United States Court of Appeals
Fifth Circuit
F I L E D
IN THE UNITED STATES COURT OF APPEALS
February 8, 2006
FOR THE FIFTH CIRCUIT
Charles R. Fulbruge III
__________________________ Clerk
No. 06-10153
__________________________
In Re: ROBERT JAMES NEVILLE,
Movant.
___________________________________________________
On Motion for Authorization to File
Successive Petition for Writ of Habeas
Corpus in the United States District Court
Before the Northern District of Texas
___________________________________________________
Before GARZA, DeMOSS, and CLEMENT, Circuit Judges.
PER CURIAM:
Robert James Neville moves pursuant to 28 U.S.C. § 2244(b)(2) for authorization to file a
successive petition for writ of habeas corpus. He asserts that Atkins v. Virginia, 536 U.S. 304 (2002)
and Roper v. Simmons, 543 U.S. 551 (2005) created a new rule of constitutional law, made
retroactive by the Supreme Court, making the execution of mentally ill persons unconstitutional. No
such rule of constitutional law was created, however, by either Atkins or Roper.
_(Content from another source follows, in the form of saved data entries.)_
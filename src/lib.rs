// ABOUTME: Library root for sshot - exposes the SSH client for embedding and tests.
// ABOUTME: The command-line binary is in main.rs.

pub mod error;
pub mod output;
pub mod ssh;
See, e.g., In re
Woods, 155 F. App’x. 132, 136 (5th Cir. 2005) (declining to grant a successive habeas petition to
consider the defendant’s alleged mental illness because the new constitutional rule created in Atkins
does not cover mental illness). He, therefore, cannot satisfy the requirements as set forth by AEPDA
1
needed to grant authorization to file a successive habeas petition. 28 U.S.C. § 2244(b)(2).1
In addition, Neville does not present a prima facie case that he is mentally ill. He puts forward
only two pieces of evidence. First, he points to the testimony of a medical doctor presented during
the punishment phase of Neville’s trial. The doctor testified that Neville has lupus, which can make
him act erratically and irrationally. Second, Neville points to several affidavits submitted by Neville’s
former counsel. These attorneys attest that they believe that Neville has mental deficiencies and that
they believe that Neville might be mentally retarded.2 Neither the doctor’s testimony regarding
Neville’s lupus nor his former attorneys’ impressions of his mental state constitute “a sufficient
showing of possible merit to warrant a fuller exploration by the district court.” In re Morris, 328 F.3d
739, 740 (5th Cir. 2003) (internal quotation omitted).
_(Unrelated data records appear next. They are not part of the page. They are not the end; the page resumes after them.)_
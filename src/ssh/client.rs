// ABOUTME: SSH session establishment using russh.
// ABOUTME: Handles host key verification, ordered authentication fallback and channel opening.

use super::error::{Error, Result};
use super::params::ConnectionParameters;
use russh::client::{self, Config, Handle, Msg};
use russh::keys::agent::client::AgentClient;
use russh::keys::known_hosts::{
    check_known_hosts, check_known_hosts_path, learn_known_hosts, learn_known_hosts_path,
};
use russh::keys::{PrivateKeyWithHashAlg, decode_secret_key, load_secret_key, ssh_key};
use russh::{Channel, Disconnect};
use std::path::PathBuf;
use std::sync::Arc;
use std::time::Duration;
use tokio::net::UnixStream;

/// How the server's host key is verified.
///
/// Has no default; callers choose a strategy.
#[derive(Debug, Clone, PartialEq, Eq)]
pub enum HostKeyPolicy {
    /// Accept any host key. Insecure; vulnerable to man-in-the-middle.
    AcceptAny,
    /// Check against a known_hosts file.
    KnownHosts {
        /// known_hosts file to use; `None` means `~/.ssh/known_hosts`.
        path: Option<PathBuf>,
        /// Accept and record keys of hosts not yet in the file.
        trust_on_first_use: bool,
    },
    /// Accept only a key with this SHA-256 fingerprint (`SHA256:...`).
    Fingerprint(String),
}

/// SSH client handler for russh.
pub(crate) struct SshHandler {
    host: String,
    port: u16,
    policy: HostKeyPolicy,
}

impl SshHandler {
    fn new(host: String, port: u16, policy: HostKeyPolicy) -> Self {
        Self { host, port, policy }
    }

    fn check_known_hosts(
        &self,
        server_public_key: &ssh_key::PublicKey,
        path: Option<&PathBuf>,
        trust_on_first_use: bool,
    ) -> bool {
        let check_result = match path {
            Some(path) => check_known_hosts_path(&self.host, self.port, server_public_key, path),
            None => check_known_hosts(&self.host, self.port, server_public_key),
        };

        match check_result {
            Ok(true) => true,
            Ok(false) if trust_on_first_use => {
                tracing::warn!(
                    "Trust-On-First-Use: accepting unknown host key for {}:{}",
                    self.host,
                    self.port
                );
                let learn_result = match path {
                    Some(path) => {
                        learn_known_hosts_path(&self.host, self.port, server_public_key, path)
                    }
                    None => learn_known_hosts(&self.host, self.port, server_public_key),
                };
                if let Err(e) = learn_result {
                    tracing::warn!("Failed to save host key to known_hosts: {}", e);
                }
                true
            }
            Ok(false) => {
                tracing::debug!("host {}:{} not in known_hosts", self.host, self.port);
                false
            }
            Err(russh::keys::Error::KeyChanged { .. }) => {
                tracing::warn!("host key for {}:{} has changed", self.host, self.port);
                false
            }
            Err(_) => trust_on_first_use,
        }
    }
}

impl client::Handler for SshHandler {
    type Error = russh::Error;

    async fn check_server_key(
        &mut self,
        server_public_key: &ssh_key::PublicKey,
    ) -> std::result::Result<bool, Self::Error> {
        let accepted = match &self.policy {
            HostKeyPolicy::AcceptAny => {
                tracing::warn!(
                    "accepting host key for {}:{} without verification",
                    self.host,
                    self.port
                );
                true
            }
            HostKeyPolicy::KnownHosts {
                path,
                trust_on_first_use,
            } => self.check_known_hosts(server_public_key, path.as_ref(), *trust_on_first_use),
            HostKeyPolicy::Fingerprint(expected) => {
                fingerprint_matches(server_public_key, expected)
            }
        };
        Ok(accepted)
    }
}

fn fingerprint_matches(key: &ssh_key::PublicKey, expected: &str) -> bool {
    let actual = key.fingerprint(ssh_key::HashAlg::Sha256).to_string();
    let matches = actual == expected.trim();
    if !matches {
        tracing::warn!("host key fingerprint {} does not match pinned {}", actual, expected);
    }
    matches
}

/// Authentication method, in the order they are offered.
enum AuthMethod {
    Password(String),
    Key(Arc<ssh_key::PrivateKey>),
    Agent(AgentClient<UnixStream>),
}

impl AuthMethod {
    fn name(&self) -> &'static str {
        match self {
            AuthMethod::Password(_) => "password",
            AuthMethod::Key(_) => "publickey",
            AuthMethod::Agent(_) => "agent",
        }
    }
}

/// Load the private key to offer, if any.
///
/// Raw key data is preferred over a key file; when present the file is
/// never read. Any parse or read failure is fatal.
fn resolve_private_key(params: &ConnectionParameters) -> Result<Option<ssh_key::PrivateKey>> {
    if let Some(data) = params.key_data.as_deref().filter(|d| !d.is_empty()) {
        let text = std::str::from_utf8(data).map_err(|e| Error::KeyParse {
            origin: "key data".to_string(),
            reason: e.to_string(),
        })?;
        let key = decode_secret_key(text, None).map_err(|e| Error::KeyParse {
            origin: "key data".to_string(),
            reason: e.to_string(),
        })?;
        return Ok(Some(key));
    }

    if let Some(key_path) = &params.key_path {
        let key = load_secret_key(key_path, None).map_err(|e| Error::KeyParse {
            origin: key_path.display().to_string(),
            reason: e.to_string(),
        })?;
        return Ok(Some(key));
    }

    Ok(None)
}

/// Collect every method the parameters allow, highest priority first.
async fn resolve_auth_methods(params: &ConnectionParameters) -> Result<Vec<AuthMethod>> {
    let mut methods = Vec::new();

    if let Some(password) = params.password.as_deref().filter(|p| !p.is_empty()) {
        methods.push(AuthMethod::Password(password.to_string()));
    }

    if let Some(key) = resolve_private_key(params)? {
        methods.push(AuthMethod::Key(Arc::new(key)));
    }

    match AgentClient::connect_env().await {
        Ok(agent) => methods.push(AuthMethod::Agent(agent)),
        Err(e) => tracing::debug!("SSH agent not available: {}", e),
    }

    Ok(methods)
}

/// An established SSH connection with one session channel open.
///
/// A session runs exactly one command or upload and is then closed.
pub struct Session {
    user: String,
    host: String,
    port: u16,
    handle: Handle<SshHandler>,
    pub(crate) channel: Channel<Msg>,
}

impl std::fmt::Debug for Session {
    fn fmt(&self, f: &mut std::fmt::Formatter<'_>) -> std::fmt::Result {
        f.debug_struct("Session")
            .field("user", &self.user)
            .field("host", &self.host)
            .field("port", &self.port)
            .field("handle", &"<russh::Handle>")
            .finish()
    }
}

impl Session {
    /// Connect, authenticate and open a session channel.
    pub async fn connect(params: &ConnectionParameters) -> Result<Self> {
        let methods = resolve_auth_methods(params).await?;

        let russh_config = Config {
            keepalive_interval: Some(Duration::from_secs(15)),
            ..Default::default()
        };

        let handler = SshHandler::new(
            params.host.clone(),
            params.port,
            params.host_key_policy.clone(),
        );

        tracing::debug!("connecting to {}:{} as {}", params.host, params.port, params.user);

        let mut handle = client::connect(
            Arc::new(russh_config),
            (params.host.as_str(), params.port),
            handler,
        )
        .await
        .map_err(|e| Error::Connection(format!("{}:{}: {}", params.host, params.port, e)))?;

        if !Self::authenticate(&mut handle, &params.user, methods).await? {
            return Err(Error::AuthenticationFailed {
                user: params.user.clone(),
            });
        }

        let channel = handle
            .channel_open_session()
            .await
            .map_err(|e| Error::Connection(format!("failed to open session: {}", e)))?;

        Ok(Self {
            user: params.user.clone(),
            host: params.host.clone(),
            port: params.port,
            handle,
            channel,
        })
    }

    /// Try each method in order until the server accepts one.
    async fn authenticate(
        handle: &mut Handle<SshHandler>,
        user: &str,
        methods: Vec<AuthMethod>,
    ) -> Result<bool> {
        for method in methods {
            let name = method.name();
            let accepted = match method {
                AuthMethod::Password(password) => handle
                    .authenticate_password(user, password)
                    .await
                    .map_err(Error::Protocol)?
                    .success(),
                AuthMethod::Key(key) => {
                    let hash_alg = handle
                        .best_supported_rsa_hash()
                        .await
                        .map_err(Error::Protocol)?
                        .flatten();

                    handle
                        .authenticate_publickey(user, PrivateKeyWithHashAlg::new(key, hash_alg))
                        .await
                        .map_err(Error::Protocol)?
                        .success()
                }
                AuthMethod::Agent(mut agent) => {
                    Self::authenticate_with_agent(handle, user, &mut agent).await
                }
            };

            if accepted {
                tracing::debug!("authenticated as {} via {}", user, name);
                return Ok(true);
            }
            tracing::debug!("server rejected {} authentication for {}", name, user);
        }
        Ok(false)
    }

    async fn authenticate_with_agent(
        handle: &mut Handle<SshHandler>,
        user: &str,
        agent: &mut AgentClient<UnixStream>,
    ) -> bool {
        let keys = match agent.request_identities().await {
            Ok(keys) => keys,
            Err(e) => {
                tracing::debug!("failed to list agent keys: {}", e);
                return false;
            }
        };

        for key in &keys {
            match handle
                .authenticate_publickey_with(user, key.clone(), None, agent)
                .await
            {
                Ok(result) if result.success() => return true,
                _ => continue,
            }
        }
        false
    }

    pub fn host(&self) -> &str {
        &self.host
    }

    /// Split into the channel and a closer for the connection.
    pub(crate) fn into_parts(self) -> (Channel<Msg>, SessionCloser) {
        let closer = SessionCloser {
            host: self.host,
            handle: self.handle,
        };
        (self.channel, closer)
    }
}

/// Owns the connection after its channel has been handed to a task.
pub(crate) struct SessionCloser {
    host: String,
    handle: Handle<SshHandler>,
}

impl SessionCloser {
    /// Close `channel` and disconnect, logging rather than returning failures.
    pub(crate) async fn close(&self, channel: &Channel<Msg>) {
        if let Err(e) = channel.close().await {
            tracing::debug!("closing channel to {} failed: {}", self.host, e);
        }
        if let Err(e) = self
            .handle
            .disconnect(Disconnect::ByApplication, "", "en")
            .await
        {
            tracing::warn!("SSH disconnect failed for {}: {}", self.host, e);
        }
    }
}
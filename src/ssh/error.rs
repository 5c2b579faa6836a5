// ABOUTME: SSH-specific error types.
// ABOUTME: Covers identity lookup, client config, keys, connection, streaming and transfer failures.

use std::path::PathBuf;
use thiserror::Error;

#[derive(Debug, Error)]
pub enum Error {
    #[error("failed to determine local user: {0}")]
    IdentityLookup(String),

    #[error("error in SSH config {}:{line}: {reason}", .path.display())]
    ConfigParse {
        path: PathBuf,
        line: usize,
        reason: String,
    },

    #[error("failed to read SSH config {}: {source}", .path.display())]
    ConfigRead {
        path: PathBuf,
        #[source]
        source: std::io::Error,
    },

    #[error("failed to parse private key from {origin}: {reason}")]
    KeyParse { origin: String, reason: String },

    #[error("connection failed: {0}")]
    Connection(String),

    #[error("authentication failed for user {user}: no offered method was accepted")]
    AuthenticationFailed { user: String },

    #[error("failed to set up command stream: {0}")]
    StreamSetup(String),

    #[error("file transfer failed: {0}")]
    Transfer(String),

    #[error("SSH protocol error: {0}")]
    Protocol(#[from] russh::Error),

    #[error("I/O error: {0}")]
    Io(#[from] std::io::Error),
}

pub type Result<T> = std::result::Result<T, Error>;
Therefore, we DENY Neville’s petition to file a successive petition for a writ of habeas corpus
and DENY Neville’s motion for a stay of execution.
1
Twenty years ago, Ford v. Wainwright established that the Eighth Amendment prohibits the
execution of the insane. 477 U.S. 399, 410 (1986). Neville, however, does not assert that he is insane.
2
These affidavits do not address whether Neville has a mental illness. These affidavits were
prepared for the Texas state court proceedings in which Neville argued that he was mentally retarded.
The Texas court found that he failed to make a prima facie case of retardation and, therefore, denied
his motion for leave to file a writ of mandamus. In his briefs to this court, Neville no longer argues
that he is mentally retarded, but rather now claims mental illness.